Waters of the United States are defined as traditional navigable waters, interstate waters, territorial seas, impoundments, tributaries, and adjacent waters.
What are impoundments?
Impoundments are bodies of water, such as reservoirs, created by confining jurisdictional waters with dams, levees, or similar structures.
What are adjacent waters?
Adjacent water bodies border or neighbor traditional navigable waters, interstate waters, impoundments, and tributaries.
What is a case-specific analysis?
Waters that do not meet the definition of waters listed in the WOTUS definition may require a case-specific analysis to determine if they have a “significant nexus” and affect the chemical, physical, or biological integrity of downstream jurisdictional waters.

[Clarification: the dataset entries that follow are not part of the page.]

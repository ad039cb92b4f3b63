use serde::{Deserialize, Serialize};

use crate::interpolate::{Bend, DEFAULT_CURVATURE, LegStrategy, ScreenDirection};

/// Points per interpolated leg.
pub const DEFAULT_LEG_STEPS: usize = 90;

/// Upper bound on points per leg accepted from configuration.
pub const MAX_LEG_STEPS: usize = 10_000;

/// Hand-authored route: the first and last stop are the home office.
pub const DEFAULT_WAYPOINTS: [&str; 9] = [
    "Kathmandu",
    "Dubai",
    "London",
    "New York",
    "San Francisco",
    "Tokyo",
    "Singapore",
    "Sydney",
    "Kathmandu",
];

/// Strategy override for one consecutive `(from, to)` pair of the route.
#[derive(Debug, Clone, PartialEq, Serialize, Deserialize)]
pub struct LegOverride {
    pub from: String,
    pub to: String,
    pub strategy: LegStrategy,
}

/// Ordered waypoint names plus per-leg interpolation settings.
#[derive(Debug, Clone, PartialEq, Serialize, Deserialize)]
#[serde(default)]
pub struct RoutePlan {
    pub waypoints: Vec<String>,
    pub overrides: Vec<LegOverride>,
    pub steps: usize,
    pub curvature: f64,
}

impl Default for RoutePlan {
    fn default() -> Self {
        Self {
            waypoints: DEFAULT_WAYPOINTS.iter().map(|s| s.to_string()).collect(),
            // The way home from Sydney bends north on screen.
            overrides: vec![LegOverride {
                from: "Sydney".to_string(),
                to: "Kathmandu".to_string(),
                strategy: LegStrategy::ScreenArc {
                    direction: Some(ScreenDirection::Left),
                    bend: Bend::Up,
                },
            }],
            steps: DEFAULT_LEG_STEPS,
            curvature: DEFAULT_CURVATURE,
        }
    }
}

impl RoutePlan {
    pub fn new(waypoints: impl IntoIterator<Item = impl Into<String>>) -> Self {
        Self {
            waypoints: waypoints.into_iter().map(Into::into).collect(),
            overrides: Vec::new(),
            ..Self::default()
        }
    }

    pub fn with_override(mut self, from: &str, to: &str, strategy: LegStrategy) -> Self {
        self.overrides.push(LegOverride {
            from: from.to_string(),
            to: to.to_string(),
            strategy,
        });
        self
    }

    pub fn leg_count(&self) -> usize {
        self.waypoints.len().saturating_sub(1)
    }

    /// Strategy for the leg `from -> to`; the first matching override wins.
    pub fn strategy_for(&self, from: &str, to: &str) -> LegStrategy {
        self.overrides
            .iter()
            .find(|o| o.from == from && o.to == to)
            .map(|o| o.strategy)
            .unwrap_or_default()
    }
}

#[cfg(test)]
mod tests {
    use super::{DEFAULT_LEG_STEPS, RoutePlan};
    use crate::interpolate::{Bend, LegStrategy, ScreenDirection};

    #[test]
    fn default_plan_has_one_override() {
        let plan = RoutePlan::default();
        assert_eq!(plan.waypoints.len(), 9);
        assert_eq!(plan.leg_count(), 8);
        assert_eq!(plan.steps, DEFAULT_LEG_STEPS);

        let overridden: Vec<_> = plan
            .waypoints
            .windows(2)
            .filter(|w| plan.strategy_for(&w[0], &w[1]) != LegStrategy::SoftGreatCircle)
            .collect();
        assert_eq!(overridden.len(), 1);
        assert_eq!(overridden[0], ["Sydney".to_string(), "Kathmandu".to_string()]);
    }

    #[test]
    fn overrides_are_directional() {
        let plan = RoutePlan::default();
        assert_eq!(
            plan.strategy_for("Sydney", "Kathmandu"),
            LegStrategy::ScreenArc {
                direction: Some(ScreenDirection::Left),
                bend: Bend::Up
            }
        );
        assert_eq!(
            plan.strategy_for("Kathmandu", "Sydney"),
            LegStrategy::SoftGreatCircle
        );
    }

    #[test]
    fn partial_json_fills_defaults() {
        let plan: RoutePlan =
            serde_json::from_str(r#"{"waypoints":["A","B"],"overrides":[]}"#).expect("parse plan");
        assert_eq!(plan.leg_count(), 1);
        assert_eq!(plan.steps, DEFAULT_LEG_STEPS);
        assert!(plan.overrides.is_empty());
    }
}
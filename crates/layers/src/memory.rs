use std::collections::BTreeMap;

use crate::layer::{LayerId, LayerSpec};
use crate::surface::{MapSurface, SurfaceError};
use crate::symbology::DotIcon;
use crate::vector::SourceData;

/// In-memory [`MapSurface`] recording the latest payload of every source.
///
/// Used by the headless host and by tests. `loading` simulates a map whose
/// style has not finished loading, `remove` a map torn down while callers
/// still hold it.
#[derive(Debug, Default, Clone)]
pub struct MemorySurface {
    sources: BTreeMap<LayerId, SourceData>,
    writes: BTreeMap<LayerId, u64>,
    layers: Vec<LayerSpec>,
    images: BTreeMap<LayerId, DotIcon>,
    loading: bool,
    removed: bool,
}

impl MemorySurface {
    pub fn new() -> Self {
        Self::default()
    }

    /// A surface that rejects every mutation with `NotReady` until
    /// [`MemorySurface::finish_loading`] is called.
    pub fn loading() -> Self {
        Self {
            loading: true,
            ..Self::default()
        }
    }

    pub fn finish_loading(&mut self) {
        self.loading = false;
    }

    pub fn is_loading(&self) -> bool {
        self.loading
    }

    pub fn remove(&mut self) {
        self.removed = true;
    }

    pub fn is_removed(&self) -> bool {
        self.removed
    }

    pub fn source(&self, id: &LayerId) -> Option<&SourceData> {
        self.sources.get(id)
    }

    pub fn source_count(&self) -> usize {
        self.sources.len()
    }

    /// Number of `set_source_data` calls that reached `id`.
    pub fn write_count(&self, id: &LayerId) -> u64 {
        self.writes.get(id).copied().unwrap_or(0)
    }

    pub fn layers(&self) -> &[LayerSpec] {
        &self.layers
    }

    pub fn image(&self, id: &LayerId) -> Option<&DotIcon> {
        self.images.get(id)
    }

    fn check_alive(&self) -> Result<(), SurfaceError> {
        if self.removed {
            Err(SurfaceError::Removed)
        } else if self.loading {
            Err(SurfaceError::NotReady)
        } else {
            Ok(())
        }
    }
}

impl MapSurface for MemorySurface {
    fn has_source(&self, id: &LayerId) -> bool {
        self.sources.contains_key(id)
    }

    fn add_source(&mut self, id: &LayerId, data: SourceData) -> Result<(), SurfaceError> {
        self.check_alive()?;
        if self.sources.contains_key(id) {
            return Err(SurfaceError::Duplicate(id.clone()));
        }
        self.sources.insert(id.clone(), data);
        Ok(())
    }

    fn set_source_data(&mut self, id: &LayerId, data: SourceData) -> Result<(), SurfaceError> {
        self.check_alive()?;
        let slot = self
            .sources
            .get_mut(id)
            .ok_or_else(|| SurfaceError::UnknownSource(id.clone()))?;
        if slot.kind() != data.kind() {
            return Err(SurfaceError::KindMismatch {
                id: id.clone(),
                expected: slot.kind(),
                found: data.kind(),
            });
        }
        *slot = data;
        *self.writes.entry(id.clone()).or_insert(0) += 1;
        Ok(())
    }

    fn has_layer(&self, id: &LayerId) -> bool {
        self.layers.iter().any(|l| &l.id == id)
    }

    fn add_layer(&mut self, layer: LayerSpec) -> Result<(), SurfaceError> {
        self.check_alive()?;
        if self.has_layer(&layer.id) {
            return Err(SurfaceError::Duplicate(layer.id));
        }
        if !self.sources.contains_key(&layer.source) {
            return Err(SurfaceError::DanglingLayer {
                layer: layer.id,
                source_id: layer.source,
            });
        }
        self.layers.push(layer);
        Ok(())
    }

    fn has_image(&self, id: &LayerId) -> bool {
        self.images.contains_key(id)
    }

    fn add_image(&mut self, id: &LayerId, icon: DotIcon) -> Result<(), SurfaceError> {
        self.check_alive()?;
        if self.images.contains_key(id) {
            return Err(SurfaceError::Duplicate(id.clone()));
        }
        self.images.insert(id.clone(), icon);
        Ok(())
    }
}
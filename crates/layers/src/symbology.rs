#[derive(Debug, Copy, Clone, PartialEq)]
pub struct LayerStyle {
    pub visible: bool,
    pub color: [f32; 4],
    pub opacity: f32,
}

impl LayerStyle {
    pub const fn new(visible: bool, color: [f32; 4], opacity: f32) -> Self {
        Self {
            visible,
            color,
            opacity,
        }
    }

    /// Visible style from an sRGB byte triple. Opacity is clamped to [0, 1].
    pub fn from_rgb(rgb: [u8; 3], opacity: f32) -> Self {
        let [r, g, b] = rgb.map(|c| c as f32 / 255.0);
        Self::new(true, [r, g, b, 1.0], opacity.clamp(0.0, 1.0))
    }
}

impl Default for LayerStyle {
    fn default() -> Self {
        Self {
            visible: true,
            color: [1.0, 1.0, 1.0, 1.0],
            opacity: 1.0,
        }
    }
}

/// Square RGBA8 image registered with the map for point symbols.
#[derive(Debug, Clone, PartialEq, Eq)]
pub struct DotIcon {
    pub size_px: u32,
    /// Row-major RGBA8 with straight alpha, `size_px * size_px * 4` bytes.
    pub rgba: Vec<u8>,
}

impl DotIcon {
    /// Filled disc with a soft halo.
    ///
    /// The inner 40% of the radius is opaque; alpha then falls off linearly
    /// to zero at the edge.
    pub fn glow(size_px: u32, color: [u8; 3]) -> Self {
        let size = size_px.max(1);
        let mut rgba = Vec::with_capacity((size * size * 4) as usize);
        let center = size as f32 / 2.0;
        let radius = center;
        for y in 0..size {
            for x in 0..size {
                let dx = x as f32 + 0.5 - center;
                let dy = y as f32 + 0.5 - center;
                let r = (dx * dx + dy * dy).sqrt() / radius;
                let alpha = if r <= 0.4 {
                    1.0
                } else {
                    ((1.0 - r) / 0.6).clamp(0.0, 1.0)
                };
                let a = (alpha * 255.0).round() as u8;
                rgba.extend_from_slice(&[color[0], color[1], color[2], a]);
            }
        }
        Self {
            size_px: size,
            rgba,
        }
    }

    pub fn alpha_at(&self, x: u32, y: u32) -> Option<u8> {
        if x >= self.size_px || y >= self.size_px {
            return None;
        }
        let idx = ((y * self.size_px + x) * 4 + 3) as usize;
        self.rgba.get(idx).copied()
    }
}
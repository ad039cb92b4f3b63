pub mod geojson;
pub mod places;

pub use geojson::*;
pub use places::*;
pub mod frame;
pub mod frame_loop;
pub mod visibility;

pub use frame::*;
pub use frame_loop::*;
pub use visibility::*;
/// Minimum viewport intersection ratio for the map to count as on screen.
pub const DEFAULT_INTERSECTION_THRESHOLD: f64 = 0.01;

/// Result of feeding a visibility signal.
#[derive(Debug, Copy, Clone, PartialEq, Eq)]
pub enum VisibilityChange {
    /// Went from active to inactive: stop rescheduling frames.
    Suspended,
    /// Went from inactive to active: re-arm whichever loop was running.
    Resumed,
    Unchanged,
}

/// Level-triggered gate combining viewport intersection and document
/// visibility. Frames run only while both are true.
#[derive(Debug, Copy, Clone, PartialEq)]
pub struct Visibility {
    threshold: f64,
    intersecting: bool,
    document_visible: bool,
}

impl Default for Visibility {
    fn default() -> Self {
        Self::new(DEFAULT_INTERSECTION_THRESHOLD)
    }
}

impl Visibility {
    /// Starts active; hosts report the real state as soon as they know it.
    pub fn new(threshold: f64) -> Self {
        Self {
            threshold: threshold.clamp(0.0, 1.0),
            intersecting: true,
            document_visible: true,
        }
    }

    pub fn is_active(&self) -> bool {
        self.intersecting && self.document_visible
    }

    pub fn is_intersecting(&self) -> bool {
        self.intersecting
    }

    pub fn is_document_visible(&self) -> bool {
        self.document_visible
    }

    /// Feeds the viewport intersection ratio in [0, 1].
    pub fn set_intersection_ratio(&mut self, ratio: f64) -> VisibilityChange {
        // A zero threshold still requires some overlap.
        let intersecting = if self.threshold > 0.0 {
            ratio >= self.threshold
        } else {
            ratio > 0.0
        };
        self.update(|v| v.intersecting = intersecting)
    }

    pub fn set_document_visible(&mut self, visible: bool) -> VisibilityChange {
        self.update(|v| v.document_visible = visible)
    }

    fn update(&mut self, apply: impl FnOnce(&mut Self)) -> VisibilityChange {
        let before = self.is_active();
        apply(self);
        match (before, self.is_active()) {
            (true, false) => VisibilityChange::Suspended,
            (false, true) => VisibilityChange::Resumed,
            _ => VisibilityChange::Unchanged,
        }
    }
}
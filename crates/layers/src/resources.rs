use tracing::debug;

use crate::layer::{LayerId, LayerSpec, SourceKind};
use crate::surface::{MapSurface, SurfaceError};
use crate::symbology::DotIcon;
use crate::vector::SourceData;

// Every helper checks the surface itself; there is no registry to fall out
// of sync with a map that was recreated.

/// Adds an empty source of `kind` unless `id` already exists.
///
/// Returns `true` when the source was created by this call.
pub fn ensure_source(
    surface: &mut impl MapSurface,
    id: &LayerId,
    kind: SourceKind,
) -> Result<bool, SurfaceError> {
    if surface.has_source(id) {
        return Ok(false);
    }
    surface.add_source(id, SourceData::empty(kind))?;
    debug!(source = %id, ?kind, "source added");
    Ok(true)
}

/// Adds `layer` unless a layer with the same id exists.
pub fn ensure_layer(surface: &mut impl MapSurface, layer: LayerSpec) -> Result<bool, SurfaceError> {
    if surface.has_layer(&layer.id) {
        return Ok(false);
    }
    let id = layer.id.clone();
    surface.add_layer(layer)?;
    debug!(layer = %id, "layer added");
    Ok(true)
}

/// Registers the image produced by `make` unless `id` is already registered.
///
/// `make` only runs when the image is missing.
pub fn ensure_image(
    surface: &mut impl MapSurface,
    id: &LayerId,
    make: impl FnOnce() -> DotIcon,
) -> Result<bool, SurfaceError> {
    if surface.has_image(id) {
        return Ok(false);
    }
    surface.add_image(id, make())?;
    debug!(image = %id, "image added");
    Ok(true)
}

When do I need an NPDES Permit?
An NPDES permit is required to discharge pollutants from a point source to a WOTUS. There are general permits that cover multiple dischargers and individual permits that are granted to single dischargers based on site-specific conditions.
Sample Video Transcript
The Clean Water Act prohibits the discharge of pollutants into a water of the United States without a National Pollution Discharge Elimination System (NPDES) permit. This includes direct discharges from publicly owned treatment works, industrial wastewater and stormwater, construction stormwater, municipal storm sewer discharges, discharges from concentrated animal feeding operations, and discharges from certain commercial vessels. Where applicable, dischargers can operate under a general permit. Otherwise an individual permit based on site-specific operations is required. All permits provide the effluent limits needed to protect downstream waters. The limits can be technology or water-quality based. Permittees are required to comply with all requirement specified in the permit.